Ende Juli 2023 hatten wir von einem Aufsatz berichtet, der meinte den „Kipppunkt“ der atlantischen Umwälzzirkulation (AMOC) ausgemacht zu haben: Es soll (höchste Wahrscheinlichkeit) schon 2057 soweit sein. Er wirbelte viel Staub auf, wir beschrieben es. Unsere Zusammenfassung damals:  

„Bei DD23 handelt es sich um eine Fingerübung in Statistik, von jedem Nachweis der physischen Bedeutung für die AMOC selbst sehr weit entfernt. Die Schlussfolgerungen darin werden durch den Inhalt der Arbeit nicht gestützt.“  

In der Zwischenzeit (Mitte September 2023) erschien eine weitere, noch nicht begutachtete (Preprint) Arbeit, die sehr ähnliches findet. Sie benutzt mehrere Datenreihen für die Meeresoberflächentemperaturen (SST) und einen weiteren „Fingerprint“ der AMOC, einen Dipol, der vermeidet, dass die Erwärmung selbst in das Ergebnis der gesuchten AMOC- Abnahme eingeht.  

Und siehe da: Sie kommt zu ganz anderen Schlussfolgerungen. Je nachdem, welche Reihe man verwendet (vor allem in frühen Jahren bis ca. 1950 sind die sehr lückenhaft in der unmittelbaren Beobachtung und Fehlendes wird durch verschiedene „Infill-Methoden“ ergänzt, die sich auf die Statistik, wie sie dem Aufsatz infrage zugrunde liegen, stark auswirken) kommt man zu völlig divergierenden Ergebnissen.  So verschiebt sich der „Kollaps“ der AMOC um nahezu hundert Jahre nach hinten, wenn man den gleichen „Fingerprint“ benutzt, nur eine andere SST-Reihe (Statt HadISST1 ERSSTv5).  

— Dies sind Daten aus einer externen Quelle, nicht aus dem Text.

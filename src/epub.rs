//! EPUB output.
//!
//! The encoder receives the book in its serialized form, the same JSON that
//! goes into the cache, and returns the finished file's bytes.

use crate::book::{Book, Chapter};
use crate::error::EncodeError;
use crate::utils::{escape_html, format_epoch};
use epub_builder::{EpubBuilder, EpubContent, ReferenceType, ZipLibrary};

/// Date format used on the title page.
const DATE_FORMAT: &str = "%Y-%m-%d";

const STYLESHEET: &str = "body { font-family: serif; line-height: 1.4; }
h1 { text-align: center; }
.blurb { font-style: italic; margin: 1em 2em; }
table.meta td { padding: 0.1em 0.6em; vertical-align: top; }
.meta-key { font-weight: bold; text-align: right; }
";

/// Turns a finished book record into a document.
pub trait Encoder: Send + Sync {
    /// File extension of the produced document, without the dot.
    fn extension(&self) -> &'static str;

    /// Encodes the serialized book.
    fn encode(&self, record: &serde_json::Value) -> Result<Vec<u8>, EncodeError>;
}

/// Encoder producing an EPUB with a title page and one file per chapter.
#[derive(Debug, Default)]
pub struct EpubEncoder;

impl EpubEncoder {
    pub fn new() -> Self {
        Self
    }

    fn build(&self, book: &Book) -> Result<Vec<u8>, EncodeError> {
        let mut builder = EpubBuilder::new(ZipLibrary::new().map_err(epub_error)?).map_err(epub_error)?;

        builder.set_title(&book.title);
        builder.add_author(&book.author.name);
        builder.set_description(vec![book.blurb.clone()]);
        if let Some(genre) = &book.metadata.genre {
            for subject in genre.split('/') {
                builder.add_subject(subject.trim());
            }
        }

        builder
            .stylesheet(STYLESHEET.as_bytes())
            .map_err(epub_error)?
            .add_content(
                EpubContent::new("title.xhtml", title_page(book).as_bytes())
                    .title("Title")
                    .reftype(ReferenceType::TitlePage),
            )
            .map_err(epub_error)?
            .inline_toc();

        for chapter in &book.chapters {
            let contents = chapter
                .contents
                .as_deref()
                .ok_or(EncodeError::MissingChapter(chapter.num))?;
            let heading = chapter_heading(chapter, book);
            let body = format!("<h2>{}</h2>\n{}", escape_html(&heading), contents);

            builder
                .add_content(
                    EpubContent::new(format!("chapter_{}.xhtml", chapter.num), wrap_xhtml(&heading, &body).as_bytes())
                        .title(heading)
                        .reftype(ReferenceType::Text),
                )
                .map_err(epub_error)?;
        }

        let mut buffer = Vec::new();
        builder.generate(&mut buffer).map_err(epub_error)?;
        Ok(buffer)
    }
}

impl Encoder for EpubEncoder {
    fn extension(&self) -> &'static str {
        "epub"
    }

    fn encode(&self, record: &serde_json::Value) -> Result<Vec<u8>, EncodeError> {
        let book: Book = serde_json::from_value(record.clone())?;
        self.build(&book)
    }
}

fn epub_error(err: impl std::fmt::Display) -> EncodeError {
    EncodeError::Epub(err.to_string())
}

/// Table of contents entry and heading for a chapter.
fn chapter_heading(chapter: &Chapter, book: &Book) -> String {
    if book.chapters.len() == 1 && chapter.title.is_empty() {
        return book.title.clone();
    }
    if chapter.title.is_empty() {
        return format!("Chapter {}", chapter.num);
    }
    format!("Chapter {}: {}", chapter.num, chapter.title)
}

fn title_page(book: &Book) -> String {
    let meta = &book.metadata;
    let mut rows: Vec<(&str, String)> = Vec::new();

    if !meta.category.is_empty() {
        rows.push(("Category", meta.category.join(" > ")));
    }
    let optional = [
        ("Rated", &meta.rating),
        ("Language", &meta.language),
        ("Genre", &meta.genre),
        ("Characters", &meta.characters),
        ("Chapters", &meta.chapters),
        ("Words", &meta.words),
        ("Status", &meta.status),
        ("Reviews", &meta.reviews),
        ("Favs", &meta.favs),
        ("Follows", &meta.follows),
    ];
    for (key, value) in optional {
        if let Some(value) = value {
            rows.push((key, value.clone()));
        }
    }
    if let Some(published) = format_epoch(book.created_time, DATE_FORMAT) {
        rows.push(("Published", published));
    }
    if let Some(updated) = book.updated_time.and_then(|t| format_epoch(t, DATE_FORMAT)) {
        rows.push(("Updated", updated));
    }
    if let Some(downloaded) = format_epoch(book.download_time, DATE_FORMAT) {
        rows.push(("Downloaded", downloaded));
    }

    let table: String = rows
        .iter()
        .map(|(key, value)| {
            format!(
                "<tr><td class=\"meta-key\">{}</td><td>{}</td></tr>\n",
                key,
                escape_html(value)
            )
        })
        .collect();

    let body = format!(
        "<h1>{title}</h1>\n<p>by <a href=\"{author_link}\">{author}</a></p>\n\
<p class=\"blurb\">{blurb}</p>\n<table class=\"meta\">\n{table}</table>\n\
<p>Source: <a href=\"{source}\">{source}</a></p>",
        title = escape_html(&book.title),
        author_link = escape_html(&book.author.link),
        author = escape_html(&book.author.name),
        blurb = escape_html(&book.blurb),
        table = table,
        source = escape_html(&book.source),
    );

    wrap_xhtml(&book.title, &body)
}

fn wrap_xhtml(title: &str, body: &str) -> String {
    format!(
        r#"<?xml version="1.0" encoding="UTF-8"?>
<!DOCTYPE html>
<html xmlns="http://www.w3.org/1999/xhtml" xmlns:epub="http://www.idpf.org/2007/ops">
<head>
<meta charset="UTF-8"/>
<title>{}</title>
<link rel="stylesheet" type="text/css" href="stylesheet.css"/>
</head>
<body>
{}
</body>
</html>"#,
        escape_html(title),
        body
    )
}
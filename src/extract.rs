//! Story page parsing.
//!
//! The desktop page carries the full story header and the chapter list; the
//! mobile page only the chapter body. Both are parsed here, picked by
//! [`PageVariant`].

use crate::book::{Author, Book, Chapter, Metadata};
use crate::error::ExtractError;
use crate::fetcher::Page;
use crate::site::{DESKTOP_HOST, PageVariant, StoryRef};
use regex::Regex;
use scraper::{ElementRef, Html, Selector};
use std::sync::LazyLock;
use tracing::debug;

/// Attribute carrying an epoch timestamp on the story header.
const TIMESTAMP_ATTR: &str = "data-xutime";

/// An item of the form `Key: value`.
static NAMED_ITEM_REGEX: LazyLock<Regex> = LazyLock::new(|| Regex::new(r"^[A-Za-z]+:.+$").unwrap());

/// CSS selectors used for parsing.
struct Selectors {
    title: Selector,
    blurb: Selector,
    author: Selector,
    timestamps: Selector,
    metadata_line: Selector,
    category: Selector,
    chapter_select: Selector,
    option: Selector,
    /// Chapter body on the desktop site.
    desktop_content: Selector,
    /// Chapter body on the mobile site.
    mobile_content: Selector,
}

impl Selectors {
    fn new() -> Self {
        Self {
            title: Selector::parse("#profile_top > b.xcontrast_txt").unwrap(),
            blurb: Selector::parse("#profile_top > div.xcontrast_txt").unwrap(),
            author: Selector::parse("#profile_top > a.xcontrast_txt").unwrap(),
            timestamps: Selector::parse("#profile_top span[data-xutime]").unwrap(),
            metadata_line: Selector::parse("#profile_top > span.xgray").unwrap(),
            category: Selector::parse("#pre_story_links .lc-left a").unwrap(),
            chapter_select: Selector::parse("#chap_select").unwrap(),
            option: Selector::parse("option").unwrap(),
            desktop_content: Selector::parse("#storytext").unwrap(),
            mobile_content: Selector::parse("#storycontent").unwrap(),
        }
    }
}

static SELECTORS: LazyLock<Selectors> = LazyLock::new(Selectors::new);

/// The ` - ` separated info line under a story's title.
///
/// Some items are labelled (`Words: 1,234`), others are only identified by
/// where they appear (language, then genre, then characters).
#[derive(Debug, Clone, PartialEq, Eq)]
pub struct MetadataLine {
    items: Vec<String>,
}

impl MetadataLine {
    pub fn parse(line: &str) -> Self {
        let items = line
            .split(" - ")
            .map(|item| item.split_whitespace().collect::<Vec<_>>().join(" "))
            .filter(|item| !item.is_empty())
            .collect();
        Self { items }
    }

    /// Value of the first `key: value` item.
    pub fn named(&self, key: &str) -> Option<&str> {
        self.items.iter().find_map(|item| {
            item.strip_prefix(key)
                .and_then(|rest| rest.strip_prefix(':'))
                .map(str::trim)
        })
    }

    /// The `index`-th unlabelled item, counting from zero in page order.
    pub fn positional(&self, index: usize) -> Option<&str> {
        self.items
            .iter()
            .filter(|item| !NAMED_ITEM_REGEX.is_match(item))
            .nth(index)
            .map(String::as_str)
    }

    fn named_owned(&self, key: &str) -> Option<String> {
        self.named(key).map(str::to_string)
    }

    fn positional_owned(&self, index: usize) -> Option<String> {
        self.positional(index).map(str::to_string)
    }
}

/// Extracts the chapter body (as HTML) from either page variant.
pub fn parse_chapter(variant: PageVariant, page: &Page) -> Result<String, ExtractError> {
    let doc = Html::parse_document(&page.body);
    chapter_body(variant, &doc)
}

fn chapter_body(variant: PageVariant, doc: &Html) -> Result<String, ExtractError> {
    let (selector, name) = match variant {
        PageVariant::Desktop => (&SELECTORS.desktop_content, "#storytext"),
        PageVariant::Mobile => (&SELECTORS.mobile_content, "#storycontent"),
    };

    doc.select(selector)
        .next()
        .map(|elem| elem.inner_html())
        .ok_or_else(|| ExtractError::ElementNotFound(name.to_string()))
}

/// Builds a fresh book from a desktop story page.
///
/// The chapter currently shown on the page gets its contents filled in so it
/// doesn't have to be fetched again.
pub fn parse_overview(page: &Page, story: &StoryRef, download_time: i64) -> Result<Book, ExtractError> {
    let doc = Html::parse_document(&page.body);

    let title = required_text(&doc, &SELECTORS.title, "story title")?;
    let blurb = required_text(&doc, &SELECTORS.blurb, "story summary")?;
    let author = extract_author(&doc, page, story)?;
    let (created_time, updated_time) = extract_timestamps(&doc)?;
    let metadata = extract_metadata(&doc);
    let chapters = extract_chapters(&doc, story)?;

    Ok(Book {
        id: story.id.clone(),
        source: story.desktop_url(None),
        title,
        blurb,
        author,
        metadata,
        updated_time,
        created_time,
        download_time,
        chapters,
    })
}

fn element_text(elem: ElementRef) -> String {
    elem.text().collect::<String>().trim().to_string()
}

fn required_text(doc: &Html, selector: &Selector, what: &str) -> Result<String, ExtractError> {
    doc.select(selector)
        .next()
        .map(element_text)
        .ok_or_else(|| ExtractError::ElementNotFound(what.to_string()))
}

fn extract_author(doc: &Html, page: &Page, story: &StoryRef) -> Result<Author, ExtractError> {
    let link = doc
        .select(&SELECTORS.author)
        .next()
        .ok_or_else(|| ExtractError::ElementNotFound("author link".to_string()))?;

    let href = link.value().attr("href").unwrap_or_default();
    let invalid = || ExtractError::InvalidAttribute {
        name: "author href".to_string(),
        value: href.to_string(),
    };

    // The page may come from the mobile host; profile links always point at the desktop one.
    let mut url = url::Url::parse(&page.url)
        .or_else(|_| url::Url::parse(&story.desktop_url(None)))
        .and_then(|base| base.join(href))
        .map_err(|_| invalid())?;
    url.set_host(Some(DESKTOP_HOST)).map_err(|_| invalid())?;

    Ok(Author {
        name: element_text(link),
        link: url.to_string(),
    })
}

/// Returns `(created, updated)`.
///
/// A story that was never revised shows only its publication time. When both
/// are shown the update comes first.
fn extract_timestamps(doc: &Html) -> Result<(i64, Option<i64>), ExtractError> {
    let stamps = doc
        .select(&SELECTORS.timestamps)
        .filter_map(|elem| elem.value().attr(TIMESTAMP_ATTR))
        .map(|raw| {
            raw.trim().parse::<i64>().map_err(|_| ExtractError::InvalidAttribute {
                name: TIMESTAMP_ATTR.to_string(),
                value: raw.to_string(),
            })
        })
        .collect::<Result<Vec<_>, _>>()?;

    match stamps.as_slice() {
        [] => Err(ExtractError::MissingTimestamp),
        [published] => Ok((*published, None)),
        [updated, published, ..] => Ok((*published, Some(*updated))),
    }
}

fn extract_metadata(doc: &Html) -> Metadata {
    let category = doc.select(&SELECTORS.category).map(element_text).collect();

    let line = doc
        .select(&SELECTORS.metadata_line)
        .next()
        .map(|elem| MetadataLine::parse(&elem.text().collect::<String>()))
        .unwrap_or_else(|| MetadataLine::parse(""));

    Metadata {
        category,
        rating: line.named_owned("Rated"),
        language: line.positional_owned(0),
        genre: line.positional_owned(1),
        characters: line.positional_owned(2),
        chapters: line.named_owned("Chapters"),
        words: line.named_owned("Words"),
        status: line.named_owned("Status"),
        reviews: line.named_owned("Reviews"),
        favs: line.named_owned("Favs"),
        follows: line.named_owned("Follows"),
    }
}

fn extract_chapters(doc: &Html, story: &StoryRef) -> Result<Vec<Chapter>, ExtractError> {
    // The page repeats the selector at the bottom with the same id; only the first counts.
    let Some(select) = doc.select(&SELECTORS.chapter_select).next() else {
        debug!(story = %story.id, "No chapter selector, treating as a one-shot");
        let mut chapter = Chapter::new(1, "", story.desktop_url(Some(1)));
        fill_from_page(doc, &mut chapter);
        return Ok(vec![chapter]);
    };

    let options: Vec<ElementRef> = select.select(&SELECTORS.option).collect();
    let current = options
        .iter()
        .find(|opt| opt.value().attr("selected").is_some())
        .or_else(|| options.first())
        .and_then(|opt| opt.value().attr("value"))
        .and_then(|value| value.trim().parse::<u32>().ok());

    let mut chapters = Vec::with_capacity(options.len());
    for option in options {
        let value = option.value().attr("value").unwrap_or_default().trim();
        let num = value
            .parse::<u32>()
            .map_err(|_| ExtractError::InvalidAttribute {
                name: "chapter option value".to_string(),
                value: value.to_string(),
            })?;

        let text = element_text(option);
        let title = text
            .strip_prefix(&format!("{}.", value))
            .map(|rest| rest.trim().to_string())
            .unwrap_or(text);

        let mut chapter = Chapter::new(num, title, story.desktop_url(Some(num)));
        if current == Some(num) {
            fill_from_page(doc, &mut chapter);
        }
        chapters.push(chapter);
    }

    Ok(chapters)
}

fn fill_from_page(doc: &Html, chapter: &mut Chapter) {
    match chapter_body(PageVariant::Desktop, doc) {
        Ok(contents) => chapter.set_contents(contents),
        Err(e) => debug!(chapter = chapter.num, "Current chapter not on page: {}", e),
    }
}
//! Mobile to desktop User-Agent translation.
//!
//! The desktop site is only served to desktop browsers, so requests for it
//! need a desktop User-Agent. A hard-coded one doesn't work: bot detection
//! compares the claimed browser version against the TLS fingerprint of the
//! real client. Instead we rewrite the OS clause of the real User-Agent and
//! keep every version number as-is.

use regex::Regex;
use std::sync::LazyLock;

/// OS clause substituted for the mobile one.
const DESKTOP_OS: &str = "X11; Linux x86_64";

/// A browser family: a pattern with named spans and what to put in each.
struct Family {
    pattern: Regex,
    replacements: &'static [(&'static str, &'static str)],
}

/// Families in priority order. The first one that matches wins.
static FAMILIES: LazyLock<Vec<Family>> = LazyLock::new(|| {
    vec![
        // Mozilla/5.0 (Android 15; Mobile; rv:145.0) Gecko/145.0 Firefox/145.0
        Family {
            pattern: Regex::new(
                r"Mozilla/[0-9.]+ \((?<os_version>[^)]*?; Mobile); [^)]*?\) (?<gecko_version>Gecko/[0-9.]+) Firefox/[0-9.]+",
            )
            .unwrap(),
            replacements: &[("os_version", DESKTOP_OS), ("gecko_version", "Gecko/20100101")],
        },
        // Mozilla/5.0 (Linux; Android 10; K) AppleWebKit/537.36 (KHTML, like Gecko) Chrome/143.0.0.0 Mobile Safari/537.36
        Family {
            pattern: Regex::new(
                r"Mozilla/[0-9.]+ \((?<os_version>[^)]*?)\) AppleWebKit/[0-9.]+ \(KHTML, like Gecko\) Chrome/[0-9.]+(?<mobile_tag> Mobile) Safari/[0-9.]+",
            )
            .unwrap(),
            replacements: &[("os_version", DESKTOP_OS), ("mobile_tag", "")],
        },
    ]
});

/// Translates a mobile browser's User-Agent into the desktop equivalent.
///
/// Returns `None` when the string isn't a known mobile signature, which
/// includes User-Agents that are already desktop ones.
pub fn desktop_user_agent(user_agent: &str) -> Option<String> {
    FAMILIES
        .iter()
        .find_map(|family| substitute_named(user_agent, &family.pattern, family.replacements))
}

/// Matches `pattern` once and replaces the named capture spans.
///
/// Spans are spliced from the last to the first so that replacing one never
/// shifts the offsets of those still pending.
fn substitute_named(input: &str, pattern: &Regex, replacements: &[(&str, &str)]) -> Option<String> {
    let caps = pattern.captures(input)?;

    let mut spans: Vec<(std::ops::Range<usize>, &str)> = replacements
        .iter()
        .filter_map(|(name, replacement)| caps.name(name).map(|m| (m.range(), *replacement)))
        .collect();
    spans.sort_by_key(|(range, _)| std::cmp::Reverse(range.start));

    let mut output = input.to_string();
    for (range, replacement) in spans {
        output.replace_range(range, replacement);
    }

    Some(output)
}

Der andere, ebenfalls SST-basierte „Fingerprint“ verschiebt den nach den Methoden des Aufsatzes ermittelten „Kollaps“ auf zwischen 2100 bis zum Jahr 3300 und darüber hinaus! Am Ende schreiben die Autoren, zu denen interessanterweise auch Niklas Boers vom PIK gehört, der wohl um den wissenschaftlichen Ruf der Institution besorgt ist:  

„We emphasize that these uncertainties, originating from underlying modelling or mechanistic assumptions as well as from the employed empirical data, need to be taken into account and propagated thoroughly before attempting to estimate a future tipping time of any potential Earth system tipping element.”  

JEDE Abschätzung des Zeitpunktes eines „Tipping Point“ muss die Unsicherheiten in Betracht ziehen, die so beträchtlich sind, dass sie allesamt bei Lichte besehen untauglich sind, wenn sie gemacht werden. Wetten, dass man das nicht in den Medien lesen wird? Die hatten ja alle Hände voll zu tun, unter tätiger Mithilfe von Prof. Rahmstorf, auch vom PIK, das nahe Ende der AMOC zu propagieren. Dafür hat der aufmerksame Leser ja diesen Blog.